Still, these are not the typical reactions to finding that others do not share one's understanding of a text or work of art. Nor are they part of Luker's or Ginsburg's response to their own investigations of pro-life and pro-choice views. Instead, these responses seem to reflect a willingness to take seriously, as interpretations constrained by considerations of fit, understandings of life, liberty, sex, and abortion that differ from their own. Indeed, they reflect a willingness to see these interpretations in their "best light" and to use them to illuminate the issues at stake.

Suppose we develop these attitudes. Suppose we no longer conceive of the debate over abortion as a clash between different absolute principles, between principles of life and procreative responsibility, on the one hand, and liberty and "amative" sex, on the other.
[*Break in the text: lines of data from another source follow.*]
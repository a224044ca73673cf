// services/salary_service.rs
use std::sync::Arc;

use chrono::Utc;
use uuid::Uuid;

use crate::{
    db::{db::DBClient, paymentdb::PaymentExt, userdb::UserExt},
    dtos::paymentdtos::UpsertSalaryDto,
    models::{paymentmodel::*, usermodel::UserRole},
    service::error::ServiceError,
};

pub fn total_salary(base_salary: f64, bonus: f64, deduction: f64) -> f64 {
    base_salary + bonus - deduction
}

#[derive(Debug, Clone)]
pub struct SalaryService {
    db_client: Arc<DBClient>,
}

impl SalaryService {
    pub fn new(db_client: Arc<DBClient>) -> Self {
        Self { db_client }
    }

    /// Upsert on (staff_id, month, year): a second call for the same period
    /// overwrites amounts and recomputes the total instead of adding a row.
    pub async fn create_or_update_salary(
        &self,
        body: UpsertSalaryDto,
    ) -> Result<StaffSalary, ServiceError> {
        let staff = self
            .db_client
            .get_user(Some(body.staff_id), None, None)
            .await?
            .ok_or(ServiceError::UserNotFound(body.staff_id))?;

        if staff.role != UserRole::Staff {
            return Err(ServiceError::Validation(format!(
                "User {} is not a staff member",
                body.staff_id
            )));
        }

        let total = total_salary(body.base_salary, body.bonus, body.deduction);

        let salary = self
            .db_client
            .upsert_staff_salary(
                body.staff_id,
                body.base_salary,
                body.bonus,
                body.deduction,
                total,
                body.month,
                body.year,
                body.notes,
            )
            .await?;

        tracing::info!(
            "salary for staff {} recorded for {}/{} (total {})",
            body.staff_id,
            body.month,
            body.year,
            total
        );

        Ok(salary)
    }

    pub async fn update_salary_status(
        &self,
        salary_id: Uuid,
        status: SalaryStatus,
    ) -> Result<StaffSalary, ServiceError> {
        self.db_client
            .get_salary_by_id(salary_id)
            .await?
            .ok_or(ServiceError::SalaryNotFound(salary_id))?;

        let paid_date = match status {
            SalaryStatus::Paid => Some(Utc::now()),
            SalaryStatus::Pending => None,
        };

        let updated = self
            .db_client
            .update_salary_status(salary_id, status, paid_date)
            .await?;

        tracing::info!("salary {} marked {:?}", salary_id, status);

        Ok(updated)
    }
}

#[cfg(test)]
mod tests {
    use super::*;
    use crate::db::db::DBClient;
    use sqlx::PgPool;

    #[test]
    fn test_total_salary() {
        assert_eq!(total_salary(500_000.0, 50_000.0, 20_000.0), 530_000.0);
        assert_eq!(total_salary(500_000.0, 0.0, 0.0), 500_000.0);
        assert_eq!(total_salary(0.0, 0.0, 0.0), 0.0);
    }

    #[test]
    fn test_total_salary_deduction_can_exceed_earnings() {
        assert_eq!(total_salary(100_000.0, 0.0, 150_000.0), -50_000.0);
    }

    #[tokio::test]
    async fn salary_service_compiles() {
        let pool = PgPool::connect_lazy("postgres://localhost/tutorhub").unwrap();
        let db_client = Arc::new(DBClient::new(pool));
        let svc = SalaryService::new(db_client);

        let _ = svc.update_salary_status(Uuid::nil(), SalaryStatus::Paid);
    }
}
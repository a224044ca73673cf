use axum::{http::StatusCode, response::IntoResponse, Json};
use serde::{Deserialize, Serialize};
use std::fmt;

#[derive(Debug, PartialEq)]
pub enum ErrorMessage {
    EmptyPassword,
    ExceededMaxPasswordLength(usize),
    HashingError,
    InvalidHashFormat,
    InvalidToken,
    WrongCredentials,
    EmailExist,
    UsernameExist,
    UserNoLongerExist,
    TokenNotProvided,
    PermissionDenied,
    UserNotAuthenticated,
}

impl ToString for ErrorMessage {
    fn to_string(&self) -> String {
        self.to_str()
    }
}

impl ErrorMessage {
    fn to_str(&self) -> String {
        match self {
            ErrorMessage::WrongCredentials => "Email or password is wrong".to_string(),
            ErrorMessage::EmailExist => "A user with this email already exists".to_string(),
            ErrorMessage::UsernameExist => "A user with this username already exists".to_string(),
            ErrorMessage::UserNoLongerExist => {
                "User belonging to this token no longer exists".to_string()
            }
            ErrorMessage::EmptyPassword => "Password cannot be empty".to_string(),
            ErrorMessage::HashingError => "Error while hashing password".to_string(),
            ErrorMessage::InvalidHashFormat => "Invalid password hash format".to_string(),
            ErrorMessage::ExceededMaxPasswordLength(max_length) => {
                format!("Password must not be more than {} characters", max_length)
            }
            ErrorMessage::InvalidToken => "Authentication token is invalid or expired".to_string(),
            ErrorMessage::TokenNotProvided => {
                "You are not logged in, please provide a token".to_string()
            }
            ErrorMessage::PermissionDenied => {
                "You are not allowed to perform this action".to_string()
            }
            ErrorMessage::UserNotAuthenticated => "Authentication required. Please log in.".to_string(),
        }
    }
}

#[derive(Serialize, Deserialize)]
pub struct ErrorResponse {
    pub status: String,
    pub message: String,
}

impl fmt::Display for ErrorResponse {
    fn fmt(&self, f: &mut fmt::Formatter<'_>) -> fmt::Result {
        write!(f, "{}", serde_json::to_string(&self).unwrap())
    }
}

#[derive(Debug, Clone)]
pub struct HttpError {
    pub message: String,
    pub status: StatusCode,
}

impl HttpError {
    pub fn new(message: impl Into<String>, status: StatusCode) -> Self {
        HttpError {
            message: message.into(),
            status,
        }
    }

    pub fn server_error(message: impl Into<String>) -> Self {
        HttpError::new(message, StatusCode::INTERNAL_SERVER_ERROR)
    }

    pub fn bad_request(message: impl Into<String>) -> Self {
        HttpError::new(message, StatusCode::BAD_REQUEST)
    }

    pub fn unauthorized(message: impl Into<String>) -> Self {
        HttpError::new(message, StatusCode::UNAUTHORIZED)
    }

    pub fn not_found(message: impl Into<String>) -> Self {
        HttpError::new(message, StatusCode::NOT_FOUND)
    }

    pub fn conflict(message: impl Into<String>) -> Self {
        HttpError::new(message, StatusCode::CONFLICT)
    }

    pub fn into_http_response(self) -> axum::response::Response {
        let json_response = Json(ErrorResponse {
            status: "fail".to_string(),
            message: self.message.clone(),
        });

        (self.status, json_response).into_response()
    }
}

impl fmt::Display for HttpError {
    fn fmt(&self, f: &mut fmt::Formatter<'_>) -> fmt::Result {
        write!(
            f,
            "HttpError: message: {}, status: {}",
            self.message, self.status
        )
    }
}

impl std::error::Error for HttpError {}

impl IntoResponse for HttpError {
    fn into_response(self) -> axum::response::Response {
        self.into_http_response()
    }
}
And suppose we no longer conceive of it as a conflict that must end in a consensus on the liberty of all to their own sense of religious or sacred values, as Dworkin claims, where, as Americans, we also agree on what is to count as a religious value. Suppose, instead, we take up his analysis of the possible validity of different interpretations of law and literature that all nonetheless comply with constraints of "fit" and "best light." Suppose, in other words, we construe our differences over abortion in the same way that Dworkin construes our differences over literary texts, as the consequence of different contexts of assumptions and values duly and legitimately constrained by considerations of fit. Moreover, suppose we not only take the alternative views of abortion seriously but actively look for the ways in which they might complement and expand our own.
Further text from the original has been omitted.